The expected result is every entry, retyped character for character.

###

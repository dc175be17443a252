use crate::{cli, error, info, success, types::TrackMetadata, warning};

/// Updates the tracked now-playing item and sends a `playing_now`
/// notification when online and authenticated.
pub async fn playing(track: TrackMetadata) {
    if !track.is_good() {
        warning!("Track needs at least an artist and a title; tracking locally only.");
    }

    let scrobbler = cli::open_scrobbler().await;
    match scrobbler.update_now_playing(track.clone()).await {
        Ok(()) => info!("Now playing: {} - {}", track.artist, track.title),
        Err(e) => error!("Failed to update now playing: {}", e),
    }
}

/// Enqueues the current item as listened and triggers submission when
/// online and authenticated. The listen is queued even offline.
pub async fn scrobble(track: TrackMetadata) {
    let scrobbler = cli::open_scrobbler().await;

    match scrobbler.scrobble(track.clone()).await {
        Ok(true) => {
            success!("Queued listen: {} - {}", track.artist, track.title);
        }
        Ok(false) => {
            warning!(
                "{} - {} does not match the tracked item; run scroblcli playing first.",
                track.artist,
                track.title
            );
            return;
        }
        Err(e) => error!("Failed to queue listen: {}", e),
    }

    let snapshot = scrobbler.snapshot().await;
    if snapshot.authenticated && !snapshot.offline {
        cli::drain(&scrobbler, Some(1)).await;
    } else {
        info!("{} listens queued for later submission.", snapshot.pending);
    }
}

/// Clears the tracked item, evaluating the derived-scrobble rule for
/// live/radio streams first.
pub async fn stop() {
    let scrobbler = cli::open_scrobbler().await;
    let before = scrobbler.pending().await;

    if let Err(e) = scrobbler.clear_playing().await {
        error!("Failed to clear playback state: {}", e);
    }

    let after = scrobbler.pending().await;
    if after > before {
        info!("Derived scrobble queued for the stopped stream.");
        let snapshot = scrobbler.snapshot().await;
        if snapshot.authenticated && !snapshot.offline {
            cli::drain(&scrobbler, Some(1)).await;
        }
    }
    info!("Playback state cleared.");
}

###

* **The answer**
repository dc175be17443a252
use crate::{cli, error, info, success, types::TrackMetadata, warning};

/// Updates the tracked now-playing item and sends a `playing_now`
/// notification when online and authenticated.
pub async fn playing(track: TrackMetadata) {
    if !track.is_good() {
        warning!("Track needs at least an artist and a title; tracking locally only.");
    }

    let scrobbler = cli::open_scrobbler().await;
    match scrobbler.update_now_playing(track.clone()).await {
        Ok(()) => info!("Now playing: {} - {}", track.artist, track.title),
        Err(e) => error!("Failed to update now playing: {}", e),
    }
}

/// Enqueues the current item as listened and triggers submission when
/// online and authenticated. The listen is queued even offline.
pub async fn scrobble(track: TrackMetadata) {
    let scrobbler = cli::open_scrobbler().await;

    match scrobbler.scrobble(track.clone()).await {
        Ok(true) => {
            success!("Queued listen: {} - {}", track.artist, track.title);
        }
        Ok(false) => {
            warning!(
                "{} - {} does not match the tracked item; run scroblcli playing first.",
                track.artist,
                track.title
            );
            return;
        }
        Err(e) => error!("Failed to queue listen: {}", e),
    }

    let snapshot = scrobbler.snapshot().await;
    if snapshot.authenticated && !snapshot.offline {
        cli::drain(&scrobbler, Some(1)).await;
    } else {
        info!("{} listens queued for later submission.", snapshot.pending);
    }
}

/// Clears the tracked item, evaluating the derived-scrobble rule for
/// live/radio streams first.
pub async fn stop() {
    let scrobbler = cli::open_scrobbler().await;
    let before = scrobbler.pending().await;

    if let Err(e) = scrobbler.clear_playing().await {
        error!("Failed to clear playback state: {}", e);
    }

    let after = scrobbler.pending().await;
    if after > before {
        info!("Derived scrobble queued for the stopped stream.");
        let snapshot = scrobbler.snapshot().await;
        if snapshot.authenticated && !snapshot.offline {
            cli::drain(&scrobbler, Some(1)).await;
        }
    }
    info!("Playback state cleared.");
}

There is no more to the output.